Yahya Sinwar sob a mirada da mídia hegemônica do Mercosul

O líder do Hamas na Faixa de Gaza, Yahya Al-Sinwar, na cidade de Gaza, em 18 de outubro de 2017 [Atia Darwish/Apaimages]

Na quarta-feira 16 de outubro uma operação das forças sionistas em Gaza conseguiu alcançar a liderança político-militar do Hamas, o mujahid Yahya Sinwar. Antecedido por drones, os soldados do Apartheid entraram no perímetro de defesa da resistência palestina. Fato raro. Na maior parte das operações dos supremacistas, a “guerra de Israel” é feita por aviões financiados pelos EUA (F-15, F-35, F-22) e se dedicam “valentemente” a bombardear escolas e hospitais. Quando operam por terra, o modus operandi é assassinar idosos, mulheres (desarmadas), crianças ou então a violentar prisioneiros. Se não fossem as aeronaves não tripuladas de caça a baixa altitude, jamais teriam atingido a um combatente tão curtido na luta como Sinwar.

Tal como os demais martírios recentes de Hamas e Hezbollah, o recâmbio na cadeia de comando imediato e a certeza da luta (ser herói ou mártir é a única certeza) eternizam o martírio sem alterar as capacidades operacionais. Ainda assim, muitas vezes a cobertura realizada no ocidente (o norte hegemônico, ocidental, anglossaxão e eurocêntrico) e na periferia do ocidente (como a América Latina) insiste em tentar inventar uma “crise de comando” ou “vazio de liderança”.
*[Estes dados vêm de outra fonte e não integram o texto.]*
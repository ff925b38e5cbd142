// Signal handling module
//
// Supported signals:
// - SIGTERM: Graceful shutdown
// - SIGINT:  Graceful shutdown (Ctrl+C)

use std::sync::atomic::{AtomicBool, Ordering};
use std::sync::Arc;
use tokio::sync::Notify;

/// Signal handler state
pub struct SignalHandler {
    /// Shutdown signal (SIGTERM, SIGINT)
    pub shutdown: Arc<Notify>,
    /// Whether shutdown has been requested
    pub shutdown_requested: Arc<AtomicBool>,
}

impl SignalHandler {
    pub fn new() -> Self {
        Self {
            shutdown: Arc::new(Notify::new()),
            shutdown_requested: Arc::new(AtomicBool::new(false)),
        }
    }
}

impl Default for SignalHandler {
    fn default() -> Self {
        Self::new()
    }
}

/// Start signal handlers (Unix only)
///
/// Spawns a background task that waits for SIGTERM or SIGINT and notifies
/// the accept loop to stop.
#[cfg(unix)]
pub fn start_signal_handler(handler: Arc<SignalHandler>) {
    use tokio::signal::unix::{signal, SignalKind};

    tokio::spawn(async move {
        let mut sigterm =
            signal(SignalKind::terminate()).expect("Failed to register SIGTERM handler");
        let mut sigint =
            signal(SignalKind::interrupt()).expect("Failed to register SIGINT handler");

        tokio::select! {
            _ = sigterm.recv() => {
                println!("\n[SIGNAL] SIGTERM received, initiating graceful shutdown...");
            }
            _ = sigint.recv() => {
                println!("\n[SIGNAL] SIGINT received (Ctrl+C), initiating graceful shutdown...");
            }
        }

        handler.shutdown_requested.store(true, Ordering::SeqCst);
        handler.shutdown.notify_waiters();
    });
}

/// Windows fallback - only handles Ctrl+C
#[cfg(not(unix))]
pub fn start_signal_handler(handler: Arc<SignalHandler>) {
    tokio::spawn(async move {
        if let Ok(()) = tokio::signal::ctrl_c().await {
            println!("\n[SIGNAL] Ctrl+C received, initiating shutdown...");
            handler.shutdown_requested.store(true, Ordering::SeqCst);
            handler.shutdown.notify_waiters();
        }
    });
}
Vejamos na sequência algumas abordagens dos conglomerados econômicos que produzem comunicação em nosso continente, com especial atenção no Mercosul (Brasil, Argentina, uruguai e Paraguai), a área de influência direta de nosso país. Desde já observo que os termos empregados para descrever o que ocorre hoje no Líbano, na Palestina e na Siria são no mínimo equivocados.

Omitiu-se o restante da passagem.